Exercise details: Check the records below for the word "code" and state how many lines contain it, replying with the number only.

Data records:
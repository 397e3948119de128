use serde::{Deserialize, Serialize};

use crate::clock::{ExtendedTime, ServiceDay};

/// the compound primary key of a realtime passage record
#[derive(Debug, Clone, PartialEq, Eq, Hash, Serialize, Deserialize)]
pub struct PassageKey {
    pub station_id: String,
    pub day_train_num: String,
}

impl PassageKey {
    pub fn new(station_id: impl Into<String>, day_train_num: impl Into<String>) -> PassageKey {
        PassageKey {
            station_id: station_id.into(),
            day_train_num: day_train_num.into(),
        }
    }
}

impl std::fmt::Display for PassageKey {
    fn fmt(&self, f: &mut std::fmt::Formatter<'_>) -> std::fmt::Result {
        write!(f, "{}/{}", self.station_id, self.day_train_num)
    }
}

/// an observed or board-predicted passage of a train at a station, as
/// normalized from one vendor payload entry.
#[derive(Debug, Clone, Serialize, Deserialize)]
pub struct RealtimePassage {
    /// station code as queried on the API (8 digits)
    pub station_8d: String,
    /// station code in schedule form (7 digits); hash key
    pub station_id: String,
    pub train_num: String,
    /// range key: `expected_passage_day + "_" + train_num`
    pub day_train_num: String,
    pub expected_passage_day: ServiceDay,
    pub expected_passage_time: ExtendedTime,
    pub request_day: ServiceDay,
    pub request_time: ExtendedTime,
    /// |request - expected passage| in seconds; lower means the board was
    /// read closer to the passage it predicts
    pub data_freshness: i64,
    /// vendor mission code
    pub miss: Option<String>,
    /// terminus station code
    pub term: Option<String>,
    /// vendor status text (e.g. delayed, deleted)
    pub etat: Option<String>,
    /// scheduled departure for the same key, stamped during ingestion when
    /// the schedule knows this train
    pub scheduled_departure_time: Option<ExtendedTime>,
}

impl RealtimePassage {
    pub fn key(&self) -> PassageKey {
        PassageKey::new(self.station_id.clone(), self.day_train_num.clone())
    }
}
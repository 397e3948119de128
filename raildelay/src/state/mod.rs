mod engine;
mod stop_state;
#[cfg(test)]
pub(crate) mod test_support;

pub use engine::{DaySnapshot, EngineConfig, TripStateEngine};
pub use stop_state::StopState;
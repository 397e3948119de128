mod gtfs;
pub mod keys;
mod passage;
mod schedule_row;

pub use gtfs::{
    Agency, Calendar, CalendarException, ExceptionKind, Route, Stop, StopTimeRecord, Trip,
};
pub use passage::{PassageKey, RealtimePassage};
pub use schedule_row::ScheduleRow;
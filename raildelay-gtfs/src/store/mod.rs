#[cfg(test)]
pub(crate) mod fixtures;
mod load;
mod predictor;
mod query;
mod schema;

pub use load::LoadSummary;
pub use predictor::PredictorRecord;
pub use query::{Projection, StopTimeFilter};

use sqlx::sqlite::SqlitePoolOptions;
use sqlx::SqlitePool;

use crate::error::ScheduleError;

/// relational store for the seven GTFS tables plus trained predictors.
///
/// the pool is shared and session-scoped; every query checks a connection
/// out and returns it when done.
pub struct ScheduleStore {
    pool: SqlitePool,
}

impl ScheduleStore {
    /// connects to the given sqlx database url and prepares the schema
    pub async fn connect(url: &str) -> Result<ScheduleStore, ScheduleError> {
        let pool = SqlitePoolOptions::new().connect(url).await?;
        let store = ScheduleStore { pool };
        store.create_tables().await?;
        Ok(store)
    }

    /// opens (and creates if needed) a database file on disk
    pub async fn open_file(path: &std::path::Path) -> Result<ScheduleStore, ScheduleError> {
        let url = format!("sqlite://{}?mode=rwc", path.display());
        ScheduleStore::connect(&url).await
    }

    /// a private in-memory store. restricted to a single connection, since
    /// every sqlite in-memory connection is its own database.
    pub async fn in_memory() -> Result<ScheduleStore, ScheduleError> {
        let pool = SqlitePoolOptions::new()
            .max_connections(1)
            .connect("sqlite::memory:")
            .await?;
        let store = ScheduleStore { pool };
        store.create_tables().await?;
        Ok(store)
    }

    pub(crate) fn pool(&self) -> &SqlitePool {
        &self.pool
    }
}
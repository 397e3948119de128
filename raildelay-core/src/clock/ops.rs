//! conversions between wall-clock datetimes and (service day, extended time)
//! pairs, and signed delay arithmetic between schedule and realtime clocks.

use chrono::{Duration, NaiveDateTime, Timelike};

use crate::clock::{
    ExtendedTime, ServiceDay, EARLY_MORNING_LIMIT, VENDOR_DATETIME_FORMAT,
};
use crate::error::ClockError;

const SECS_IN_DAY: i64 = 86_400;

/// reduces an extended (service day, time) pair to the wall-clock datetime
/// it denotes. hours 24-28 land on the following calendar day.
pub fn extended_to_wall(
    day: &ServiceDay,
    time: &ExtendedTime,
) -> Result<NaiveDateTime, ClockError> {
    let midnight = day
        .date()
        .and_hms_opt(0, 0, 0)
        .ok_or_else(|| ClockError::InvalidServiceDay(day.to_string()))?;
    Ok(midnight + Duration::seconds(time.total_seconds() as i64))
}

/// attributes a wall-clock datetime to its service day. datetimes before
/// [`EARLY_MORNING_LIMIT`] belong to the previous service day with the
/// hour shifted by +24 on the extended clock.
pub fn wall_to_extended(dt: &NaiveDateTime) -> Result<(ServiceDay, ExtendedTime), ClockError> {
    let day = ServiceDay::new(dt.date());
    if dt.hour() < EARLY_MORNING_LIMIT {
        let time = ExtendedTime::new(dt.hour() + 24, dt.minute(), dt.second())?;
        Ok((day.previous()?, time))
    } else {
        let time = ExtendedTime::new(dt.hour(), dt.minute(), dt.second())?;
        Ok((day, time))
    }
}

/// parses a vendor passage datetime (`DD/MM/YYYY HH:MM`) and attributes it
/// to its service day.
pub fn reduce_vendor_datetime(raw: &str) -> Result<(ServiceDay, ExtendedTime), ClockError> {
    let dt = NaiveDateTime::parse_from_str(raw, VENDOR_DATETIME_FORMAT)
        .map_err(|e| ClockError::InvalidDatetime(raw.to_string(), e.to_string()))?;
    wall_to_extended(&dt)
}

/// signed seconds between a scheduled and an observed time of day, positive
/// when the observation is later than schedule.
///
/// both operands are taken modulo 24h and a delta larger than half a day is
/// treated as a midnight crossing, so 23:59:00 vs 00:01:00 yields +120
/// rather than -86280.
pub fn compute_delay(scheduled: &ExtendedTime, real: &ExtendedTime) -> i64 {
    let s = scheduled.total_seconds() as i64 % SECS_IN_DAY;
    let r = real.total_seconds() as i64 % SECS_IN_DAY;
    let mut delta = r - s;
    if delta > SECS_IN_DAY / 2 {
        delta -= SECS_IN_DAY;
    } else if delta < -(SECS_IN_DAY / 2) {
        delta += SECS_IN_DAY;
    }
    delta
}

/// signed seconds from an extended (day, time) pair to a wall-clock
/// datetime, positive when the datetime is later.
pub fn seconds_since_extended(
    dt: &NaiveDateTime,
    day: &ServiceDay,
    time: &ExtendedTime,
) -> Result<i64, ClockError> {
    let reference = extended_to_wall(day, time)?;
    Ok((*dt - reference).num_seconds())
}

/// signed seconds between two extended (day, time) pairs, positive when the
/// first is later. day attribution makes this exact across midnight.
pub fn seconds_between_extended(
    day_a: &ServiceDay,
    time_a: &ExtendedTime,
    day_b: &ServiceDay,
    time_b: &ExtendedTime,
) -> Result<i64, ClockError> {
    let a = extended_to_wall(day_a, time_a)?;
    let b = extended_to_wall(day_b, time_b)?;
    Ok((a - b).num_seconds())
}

Answer to the exercise: 4